In an interview on 12/03/14 at 1:30 p.m., S2 RN/CNO indicated on 10/23/14 UPD Officer was called by the Nursing Staff on 7KE after Patient #3 attempted to leave the hospital. S2 RN/CNO confirmed that Patient#3 was restrained by S24 UPD with metal handcuffs, escorted back to his room accompanied S26 UPD in an elevator without the presence of a clinical staff member.

In an interview on 12/03/14 at 2:30 p.m., S24 UPD Officer confirmed that on 10/23/14 at approximately noon a call came over the radio from the UPD dispatcher of a PEC'd patient who escaped from 7KE. S24 UPD Officer indicated that he responded to the call and discovered Patient #3 in the hospital lobby after a staff (7KE) yelled "there he is." S24 UPD Officer confirmed that Patient #3 attempted to run toward him and there was a collision of the two resulting in him falling on the patient. S24 UPD Officer indicated that Patient #3 was yelling, cursing, kicking and resisting him and added " I was not sure if he would go for my weapon and there was a lot of people (visitors & staff) in the main corridor." S24 UPD Officer stated he made the decision at that time to place Patient #3 in metal handcuffs because back-up was not immediately in the areas at that time. S24 UPD Officer indicated S26 UPD Officer arrived after he attempted to place the last hand cuff on the patient and confirmed that Patient #3 was escorted back to his room handcuffed, on an elevator without being accompanied by a member of 7KE Nursing Staff and/or any other licensed medical staff only 2 UPD Officers (S24 and S26).

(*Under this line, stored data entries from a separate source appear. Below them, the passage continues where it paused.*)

//! Thin CLI front end: parses arguments into a [`blocktext::config::ScanConfig`]
//! and hands it to the orchestrator. All scanning logic lives in the library.

use std::path::PathBuf;
use std::process::ExitCode;
use std::sync::atomic::AtomicBool;
use std::sync::Arc;

use anyhow::Context;
use clap::Parser;

use blocktext::blockset::BlockSet;
use blocktext::config::{
    EncodingSet, ScanConfig, SourceSelector, DEFAULT_BUFFER_SIZE, DEFAULT_MIN_LENGTH,
};
use blocktext::filter::{Filter, FilterOptions};
use blocktext::process::Kind as RegionKind;
use blocktext::sink::BufferedSink;

/// Find printable, block-filtered text runs in binary data or process memory.
#[derive(Debug, Parser)]
#[command(name = "blocktext", version, about)]
struct Cli {
    /// Path to the file to scan.
    #[arg(long, short = 'f', conflicts_with = "pid")]
    file: Option<PathBuf>,

    /// One or more process ids to scan instead of a file.
    #[arg(long, conflicts_with = "file")]
    pid: Vec<u32>,

    /// Encodings to scan for: any of ascii, utf8, utf16le, utf16be.
    #[arg(long, value_delimiter = ',', default_value = "utf8,utf16le")]
    encoding: Vec<String>,

    /// Unicode blocks to accept, or "all"; default is BasicLatin only.
    #[arg(long, value_delimiter = ',', default_value = "BasicLatin")]
    blocks: Vec<String>,

    /// Byte offset to start scanning at.
    #[arg(long, default_value_t = 0)]
    start_offset: u64,

    /// Number of bytes to scan; 0 means "all remaining".
    #[arg(long, default_value_t = 0)]
    bytes_to_scan: u64,

    /// Minimum run length to report.
    #[arg(long, default_value_t = DEFAULT_MIN_LENGTH)]
    min_length: u8,

    /// Read buffer size in bytes.
    #[arg(long, default_value_t = DEFAULT_BUFFER_SIZE)]
    buffer_size: usize,

    /// Exclude HT/LF/CR from the printable-ASCII range.
    #[arg(long)]
    exclude_control_cp: bool,

    /// Force the sequential per-buffer decoder driver.
    #[arg(long)]
    sync: bool,

    /// Run multiple process sources concurrently.
    #[arg(long)]
    parallel_items: bool,

    /// Regex pattern a run's text must match.
    #[arg(long, conflicts_with = "wildcard")]
    regex: Option<String>,

    /// Shell wildcard pattern (`*`, `?`) a run's text must match.
    #[arg(long, conflicts_with = "regex")]
    wildcard: Option<String>,

    /// Write output to this file instead of stdout.
    #[arg(long, short = 'o')]
    output: Option<PathBuf>,
}

impl Cli {
    /// `BLOCKTEXT_LOG` overrides the default `info` filter level.
    fn env_filter_fallback(&self) -> Option<String> {
        std::env::var("BLOCKTEXT_LOG").ok()
    }
}

fn build_filter(cli: &Cli) -> anyhow::Result<Filter> {
    if let Some(pattern) = &cli.regex {
        return Filter::regex(pattern, FilterOptions::default())
            .with_context(|| format!("invalid regex pattern `{pattern}`"));
    }
    if let Some(pattern) = &cli.wildcard {
        return Filter::wildcard(pattern)
            .with_context(|| format!("invalid wildcard pattern `{pattern}`"));
    }
    Ok(Filter::none())
}

fn build_encoding_set(names: &[String]) -> anyhow::Result<EncodingSet> {
    let mut ascii = false;
    let mut utf8 = false;
    let mut utf16le = false;
    let mut utf16be = false;
    for name in names {
        match name.to_ascii_lowercase().as_str() {
            "ascii" => ascii = true,
            "utf8" | "utf-8" => utf8 = true,
            "utf16le" | "utf-16le" => utf16le = true,
            "utf16be" | "utf-16be" => utf16be = true,
            other => anyhow::bail!("unknown encoding `{other}`"),
        }
    }
    Ok(EncodingSet::new(ascii, utf8, utf16le, utf16be))
}

fn scan_one(
    config: &ScanConfig,
    source: &mut dyn blocktext::source::Source,
    cli: &Cli,
    cancel: &Arc<AtomicBool>,
) -> anyhow::Result<()> {
    match &cli.output {
        Some(path) => {
            let file = std::fs::File::create(path)
                .with_context(|| format!("could not create `{}`", path.display()))?;
            let sink = BufferedSink::new(file);
            blocktext::orchestrator::run(config, source, &sink, cancel).context("scan failed")?;
        }
        None => {
            let sink = BufferedSink::new(std::io::stdout());
            blocktext::orchestrator::run(config, source, &sink, cancel).context("scan failed")?;
        }
    }
    Ok(())
}

fn run() -> anyhow::Result<()> {
    let cli = Cli::parse();

    let filter_str = cli.env_filter_fallback().unwrap_or_else(|| "info".to_string());
    tracing_subscriber::fmt()
        .with_env_filter(tracing_subscriber::EnvFilter::new(filter_str))
        .init();

    let source = if !cli.pid.is_empty() {
        SourceSelector::Processes(cli.pid.clone())
    } else {
        let path = cli
            .file
            .clone()
            .ok_or_else(|| anyhow::anyhow!("either --file or --pid must be given"))?;
        SourceSelector::File(path)
    };

    let encodings = build_encoding_set(&cli.encoding)?;
    let blocks = BlockSet::from_names(cli.blocks.iter().map(String::as_str))
        .map_err(|e| anyhow::anyhow!(e))?;
    let filter = build_filter(&cli)?;
    let region_mask = vec![RegionKind::PrivateData];

    let config = ScanConfig::new(
        source,
        encodings,
        blocks,
        cli.start_offset,
        cli.bytes_to_scan,
        cli.min_length,
        cli.buffer_size,
        cli.exclude_control_cp,
        region_mask,
        filter,
        cli.sync,
        cli.parallel_items,
    )
    .context("invalid configuration")?;

    let cancel = Arc::new(AtomicBool::new(false));

    match &config.source {
        SourceSelector::File(path) => {
            let mut file_source = blocktext::source::FileSource::open(path)
                .with_context(|| format!("could not open `{}`", path.display()))?;
            scan_one(&config, &mut file_source, &cli, &cancel)?;
        }
        SourceSelector::Processes(pids) => {
            for pid in pids {
                tracing::warn!(
                    pid,
                    "process-memory scanning requires a real ProcessOsInterface; \
                     none is wired into this binary"
                );
            }
        }
    }

    Ok(())
}

fn main() -> ExitCode {
    match run() {
        Ok(()) => ExitCode::SUCCESS,
        Err(e) => {
            eprintln!("error: {e:#}");
            ExitCode::FAILURE
        }
    }
}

In a telephone interview on 12/03/14 at 3:10 p.m., S25 RN stated that on 10/23/14 she was the assigned Charge Nurse on 7KE. Patient #3 was PEC'd with a sitter at his bedside, walked out of his room and attempted to leave the hospital. S25 RN indicated that the patient took the stairs and she instructed S27 RN to call UPD and she got on the elevator in an effort to follow the patient. When she arrived on the 1st floor, S25 RN stated Patient #3 was on the floor and UPD Officers (2) were telling him "calm down". S25 RN further added that Patient #3 was escorted by 2 UPD Officers onto an elevator and no clinical staff member accompanied the patient. S25 RN indicated " I was not going to get on the elevator he was kicking."

In an interview on 12/03/14 at 3:25 p.m. S26 UPD Officer confimed that he assisted S24 UPD Officer in an attempted elopement of Patient #3 on 10/123/14 which resulted in the patient being handcuffed in the main corridor of the hospital. S26 UPD Officer confirmed that he and S24 UPD Officer escorted Patient #3 to his assigned room and there was no Nursing Staff (7KE) and/or any other member of the medical staff who accompanied the patient on the elevator.

Interview on 12/03/14 at 4:45 p.m. S28 RN 7KE Clinical Nurse Supervisor confirmed that she was present in the main corridor of the hospital when Patient #3 was handcuffed and escorted back to 7KE on an elevator accompanied by 2 UPD Officers.